Improving ATMP manufacturing facilities’ function and operating experience with wayfinding

Improving ATMP manufacturing facilities’ function and operating experience with wayfinding

Wayfinding, a concept common in design, holds significant potential within manufacturing facilities. Incorporating wayfinding into ATMP spaces, designers can optimize layouts to meet production needs, comply with regulations, and enhance the overall flow.

Driving at high speeds on a highway across a city requires making multiple decisions every second. Your life—and the lives of others—depends on the design, placement, and accuracy of the highway’s markings, signage, lane spacing, and on-ramps. This is an everyday example of what is known as wayfinding, the process of using visual cues and spatial elements to direct flow. Architects are leveraging intuitive facility design and wayfinding to optimize spaces for production and for the people who use them.

You can easily compare highway driving to the high-stakes and complex nature of operating an advanced therapy medicinal product  (ATMP) facility, where patients’ lives are on the line.
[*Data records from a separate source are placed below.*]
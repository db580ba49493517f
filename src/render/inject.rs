//! Post-processing of converter output.
//!
//! Pure string rewriting, independent of what the converter emitted:
//!
//! - style: before the first `</head>`, else prepended
//! - script: before the last `</body>`, else appended

const HEAD_CLOSE: &str = "</head>";
const BODY_CLOSE: &str = "</body>";

/// Embed `style` (raw CSS) and `script` (a complete `<script>` element).
pub fn inject(content: &str, style: Option<&str>, script: &str) -> String {
    let style = style.map(|css| format!("<style>\n{css}\n</style>\n"));
    let extra = style.as_ref().map_or(0, String::len) + script.len();
    let mut out = String::with_capacity(content.len() + extra);

    let rest = match (&style, find_ignore_case(content, HEAD_CLOSE, false)) {
        (Some(style), Some(pos)) => {
            out.push_str(&content[..pos]);
            out.push_str(style);
            &content[pos..]
        }
        (Some(style), None) => {
            out.push_str(style);
            content
        }
        (None, _) => content,
    };

    match find_ignore_case(rest, BODY_CLOSE, true) {
        Some(pos) => {
            out.push_str(&rest[..pos]);
            out.push_str(script);
            out.push_str(&rest[pos..]);
        }
        None => {
            out.push_str(rest);
            out.push_str(script);
        }
    }

    out
}

/// Byte offset of an ASCII `needle`, case-insensitively; first or last match.
fn find_ignore_case(haystack: &str, needle: &str, last: bool) -> Option<usize> {
    let hay = haystack.as_bytes();
    let needle = needle.as_bytes();
    if hay.len() < needle.len() {
        return None;
    }
    let matches = |i: &usize| hay[*i..*i + needle.len()].eq_ignore_ascii_case(needle);
    let mut positions = 0..=hay.len() - needle.len();
    if last {
        positions.rev().find(matches)
    } else {
        positions.find(matches)
    }
}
When wayfinding is integrated into the design of a manufacturing facility, the results can both improve the human experience in the workspace, as well as enhance the functionality of the space, without detracting from cGMP compliance.

It’s a move away from the manufacturing facility composed of never-ending corridors and white walls with few windows between rooms and no views to the outside world. This environment isn’t conducive to a positive and productive workday. While sterility is necessary for manufacturing facilities, there is no reason that workspaces need to look and feel sterile. Even seemingly small design elements can improve an operator’s daily experience.

This is where designers of manufacturing facilities come in. Capitalizing on their understanding of the manufacturing process, they can address manufacturing requirements, support regulatory compliance, and improve the flows on the production floor. Just as importantly, these design elements create vibrant facilities that attract skilled workers and keep them engaged and happy. While wayfinding is not yet common in manufacturing facilities, laboratories and amenity spaces already use wayfinding in planning and design to signify different equipment or common spaces, all while providing a more pleasant work environment.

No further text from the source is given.